潜時は治療前と比べて短く コントロール群と比べても短かった.
振幅は両群とも治療前後で有意差なし.

結論 Conclusion

葉酸とビタミンB12は 総ホモシスチンを低下させ,MCI の認知機能を改善させる.


論文を読んだ感想

 約半年程度でMoCAに差が出るのは注目に値すると思います.

 ビタミンB12や葉酸の数値ではなく,総ホモシステイン低下をもって治療を開始する点は,これまで考えたことが無かった点でした.

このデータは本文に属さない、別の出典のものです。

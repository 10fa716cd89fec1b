use std::sync::Arc;

use manos_block_core::{HostApi, I18n, Node, Notifier};
use serde_json::Value;
use tracing::{debug, warn};

use crate::config::CardSelectConfig;
use crate::coordinator::{ItemArgs, ItemStateCoordinator};
use crate::model::{CUSTOM_LINK_TYPE, CardDocument, FILE_LINK_TYPE, ItemId, ItemRecord, ItemSeed, LinkVariant};
use crate::render::{RenderContext, render_block};
use crate::select::{NativeSelect, SelectLabels};
use crate::services::CardServices;

const LEGACY_REFERENCE_TYPE: &str = "article";

/// The ordered items of one block, bounded by `maxEntityQuantity`.
pub struct ItemCollection {
    items: Vec<ItemStateCoordinator>,
    unmounted: Vec<ItemStateCoordinator>,
    config: Arc<CardSelectConfig>,
    services: CardServices,
    notifier: Arc<dyn Notifier>,
    i18n: Arc<dyn I18n>,
    read_only: bool,
    next_id: u64,
}

impl ItemCollection {
    pub fn new(config: Arc<CardSelectConfig>, services: CardServices, api: &HostApi) -> Self {
        Self {
            items: Vec::new(),
            unmounted: Vec::new(),
            config,
            services,
            notifier: api.notifier.clone(),
            i18n: api.i18n.clone(),
            read_only: false,
            next_id: 1,
        }
    }

    pub fn read_only(mut self, read_only: bool) -> Self {
        self.read_only = read_only;
        self
    }

    pub fn config(&self) -> &CardSelectConfig {
        &self.config
    }

    pub fn max_items(&self) -> usize {
        self.config.max_items()
    }

    pub fn len(&self) -> usize {
        self.items.len()
    }

    pub fn is_empty(&self) -> bool {
        self.items.is_empty()
    }

    pub fn is_full(&self) -> bool {
        self.items.len() >= self.max_items()
    }

    pub fn items(&self) -> &[ItemStateCoordinator] {
        &self.items
    }

    pub fn item(&self, id: ItemId) -> Option<&ItemStateCoordinator> {
        self.items.iter().find(|item| item.id() == id)
    }

    /// Appends an item, or logs a warning and does nothing at capacity.
    pub fn add_item(&mut self, variant: LinkVariant, seed: ItemSeed) -> Option<ItemId> {
        if self.is_full() {
            warn!(
                max_items = self.max_items(),
                link_type = %variant.key(),
                "entity limit reached, item not added"
            );
            return None;
        }

        let variant = self.resolve_variant(Some(variant.key()));
        let id = ItemId(self.next_id);
        self.next_id += 1;

        let mut args = ItemArgs::new(id, variant.clone(), self.services.transfer(), self.notifier.clone())
            .seed(seed)
            .read_only(self.read_only)
            .i18n(self.i18n.clone());
        if let LinkVariant::Reference(key) = &variant {
            args = args.select(Arc::new(self.build_select(key)));
            if let Some(source) = self.services.source(key) {
                args = args.options(source);
            }
        }

        let item = ItemStateCoordinator::initialize(args);
        debug!(item_id = %id, link_type = %variant.key(), "item added");
        self.unmounted.push(item.clone());
        self.items.push(item);
        Some(id)
    }

    fn build_select(&self, key: &str) -> NativeSelect {
        let defaults = SelectLabels::default();
        let search_placeholder = self
            .config
            .link_type(key)
            .map(|ty| ty.search_placeholder.clone())
            .filter(|placeholder| !placeholder.is_empty())
            .unwrap_or(defaults.search_placeholder);
        let labels = SelectLabels {
            placeholder: self.i18n.t(&defaults.placeholder),
            search_placeholder: self.i18n.t(&search_placeholder),
            loading: self.i18n.t(&defaults.loading),
            no_results: self.i18n.t(&defaults.no_results),
            error: self.i18n.t(&defaults.error),
        };
        NativeSelect::new()
            .labels(labels)
            .debounce(self.config.search_debounce())
            .min_query_len(self.config.min_query_length)
    }

    /// Removes and destroys the item; the others keep their order.
    pub fn remove_item(&mut self, id: ItemId) -> bool {
        let Some(index) = self.items.iter().position(|item| item.id() == id) else {
            return false;
        };
        let item = self.items.remove(index);
        self.unmounted.retain(|pending| pending.id() != id);
        item.destroy();
        true
    }

    pub fn clear(&mut self) {
        for item in self.items.drain(..) {
            item.destroy();
        }
        self.unmounted.clear();
    }

    /// Items added since the last call; the host mounts them next.
    pub fn take_unmounted(&mut self) -> Vec<ItemStateCoordinator> {
        std::mem::take(&mut self.unmounted)
    }

    /// Maps a saved or requested link type onto a configured variant.
    /// Missing and legacy types become the default reference type.
    pub fn resolve_variant(&self, link_type: Option<&str>) -> LinkVariant {
        let default = || LinkVariant::reference(self.config.default_link_type());
        match link_type.map(str::trim) {
            None | Some("") | Some(LEGACY_REFERENCE_TYPE) => default(),
            Some(CUSTOM_LINK_TYPE) => LinkVariant::CustomUrl,
            Some(FILE_LINK_TYPE) => LinkVariant::File,
            Some(key) if self.config.link_type(key).is_some() => LinkVariant::reference(key),
            Some(key) => {
                warn!(link_type = key, "unknown link type, using default");
                default()
            }
        }
    }

    pub fn serialize(&self) -> CardDocument {
        CardDocument {
            items: self.items.iter().map(ItemStateCoordinator::to_record).collect(),
        }
    }

    /// Replaces the items with those in `data`. Never fails: unreadable
    /// records become empty items and a document without `items` gets one
    /// empty default item.
    pub fn deserialize(&mut self, data: &Value) {
        self.clear();

        let records = match data.get("items") {
            None | Some(Value::Null) => vec![ItemRecord::default()],
            Some(Value::Array(items)) => items.iter().map(read_record).collect(),
            Some(other) => {
                warn!(found = %json_kind(other), "items is not a list, using one empty item");
                vec![ItemRecord::default()]
            }
        };

        for record in records {
            let variant = self.resolve_variant(record.link_type.as_deref());
            let seed = ItemSeed {
                title: record.title,
                description: record.description,
                reference_id: Some(record.entity_id).filter(|id| !id.is_empty()),
                custom_url: record.custom_link,
                file: record.file,
            };
            self.add_item(variant, seed);
        }
    }

    pub fn render(&self, ctx: &RenderContext<'_>) -> Node {
        let items = self.items.iter().map(|item| item.render(ctx)).collect();
        render_block(items, ctx)
    }
}

fn read_record(value: &Value) -> ItemRecord {
    match serde_json::from_value(value.clone()) {
        Ok(record) => record,
        Err(err) => {
            warn!(error = %err, "unreadable item record, using an empty item");
            ItemRecord::default()
        }
    }
}

fn json_kind(value: &Value) -> &'static str {
    match value {
        Value::Null => "null",
        Value::Bool(_) => "bool",
        Value::Number(_) => "number",
        Value::String(_) => "string",
        Value::Array(_) => "array",
        Value::Object(_) => "object",
    }
}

 効果があるようにも思われます.しかし,2群の割り付けはランダムなようですが,それ以外の無作為化が行われているかが不明であり,バイアスはあるように思いました(Limitationもはっきりとは記載されていない).本当に介入の効果があったかどうかは,まだ結論を出せず,RCTが必要なのかなと思いました.

 また,論文中にもありますが,より長期で,大規模かつ他の病型のMCIも含めてた研究が必要と思います.

 論文中の検査や,葉酸,ビタミンB12の投与などは非常に行いやすい検査治療であり,本当に効果があるとすれば比較的実施しやすいのかと思います.似たような報告は以前にもあったような…また調べてみたいです.

 本論文の主旨から外れますが,Hanchinski ischemia indexは今回初めて知りました.血管性を疑う根拠になりそうです.血管性認知症を疑ったときの一つの指標として覚えておきたいと思いました.